Re:The Text I Actually Submitted (Score:4, Informative)
Re:The Text I Actually Submitted (Score:5, Informative)
Simple - They want to have their cake and eat it too.
They already have the absolute power to block Google. Further than that, Google (and every major search engine out there) honors the robots file, so they don't even need to go so far as actually "blocking" Google, they can politely tell it to go away.
However, doing that amounts to committing web-suicide for any online content producer, and the publishers know it. So they can't really do that. Thus, they bitch and whine about the unfairness of all the traffic (and corresponding ad revenue) Google brings them, for the sake of the very small number of "lost" hits resulting from people getting a sufficient answer directly from the search results page.
Can you hear the violins?
So that's what they're bitching about? (Score:2)
Almost never do I see a Google result and say "Ok, I know all I needed to, not going to click." More often, I see one and say "Gee, looks like that site won't be very helpful, let's move on to the next one." I can only imagine my response would be like that, only more so, towards anyone who could allow Google to index them without allowing Google to summarize them.
Re:The Text I Actually Submitted (Score:4, Informative)
1) "Every other media is opt in" -- not true. Fair use applies for most media, allowing summaries and brief quotes without permission, which is what this is about. E.g.: Watch your TV news and you'll often see video taken from other TV news shows, clearly often without explicit permission -- does any US station pay Al Jazeera when they use their video?
2) The web has always been "opt-out". Thus if you change this assumption, the vast majority of web pages, with no expressed policy, would be excluded from search engines.
A prediction (Score:5, Insightful)
That being said, I submitted this to point out the misstep I think publishers are taking. Search engines and aggregators drive their business, and usually they do it for free. I don't understand why anyone would think it would be a good idea to mess with that.
This being Slashdot, I predict that huge numbers of people will now arrive in this thread and say that you're absolutely right, the search engines are providing a great service, and the publishers should just suck it up because they'd die without them.
The thing is, they're completely wrong. It's actually the other way around, for the simple reason that news aggregators produce no useful content of their own.
For you or me, as someone who wants to know what's happening today, we can do one of two obvious things using a web browser. We can visit a specific news site we already know about (or at least guess at a URL), or we can start with an aggregator like Google News. Either way, many people will only read the headlines and summary for most stories. Either way, someone had to go out and get the information to write that story. But in one case, the people who brought the knowledge to the public get the page hit, while in the other, the search engine gets the hit in exchange for ripping much of the value of the other sites' content and the people who actually provided the content get nada.
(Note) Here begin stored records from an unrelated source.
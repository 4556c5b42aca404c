//! Deterministic fixed-ratio sampling.

/// Samples pulses at a fixed target ratio, deterministically.
///
/// Each call to [`pulse`](Self::pulse) counts one event; the call returns
/// true iff accepting the event keeps the accepted/seen ratio below the
/// target. A ratio of 1.0 accepts every pulse, 0.0 accepts none, and any
/// ratio in between converges on the target over a long run without any
/// randomness.
#[derive(Clone, Debug)]
pub struct FixedRatioSampler {
    ratio: f64,
    num_pulses: u64,
    num_samples: u64,
}

impl FixedRatioSampler {
    /// Create a sampler with the given target ratio in `[0, 1]`.
    pub fn new(ratio: f64) -> Self {
        Self {
            ratio,
            num_pulses: 0,
            num_samples: 0,
        }
    }

    /// Count one event; true means the event is sampled.
    pub fn pulse(&mut self) -> bool {
        self.num_pulses += 1;
        if (self.num_samples as f64) / (self.num_pulses as f64) < self.ratio {
            self.num_samples += 1;
            true
        } else {
            false
        }
    }
}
It's common at this point for someone to pipe up with a fair use argument, but again, they are wrong, for the simple reason that while the headlines and summaries on news aggregators may only be small excerpts from the entire article, they represent a very significant chunk of the value. You can easily determine this by observing the proportion of users who look something up on an aggregator and never follow through to read any article in more detail; I don't know exactly what the answer is, but I'll wager it's a substantial proportion, perhaps even the majority.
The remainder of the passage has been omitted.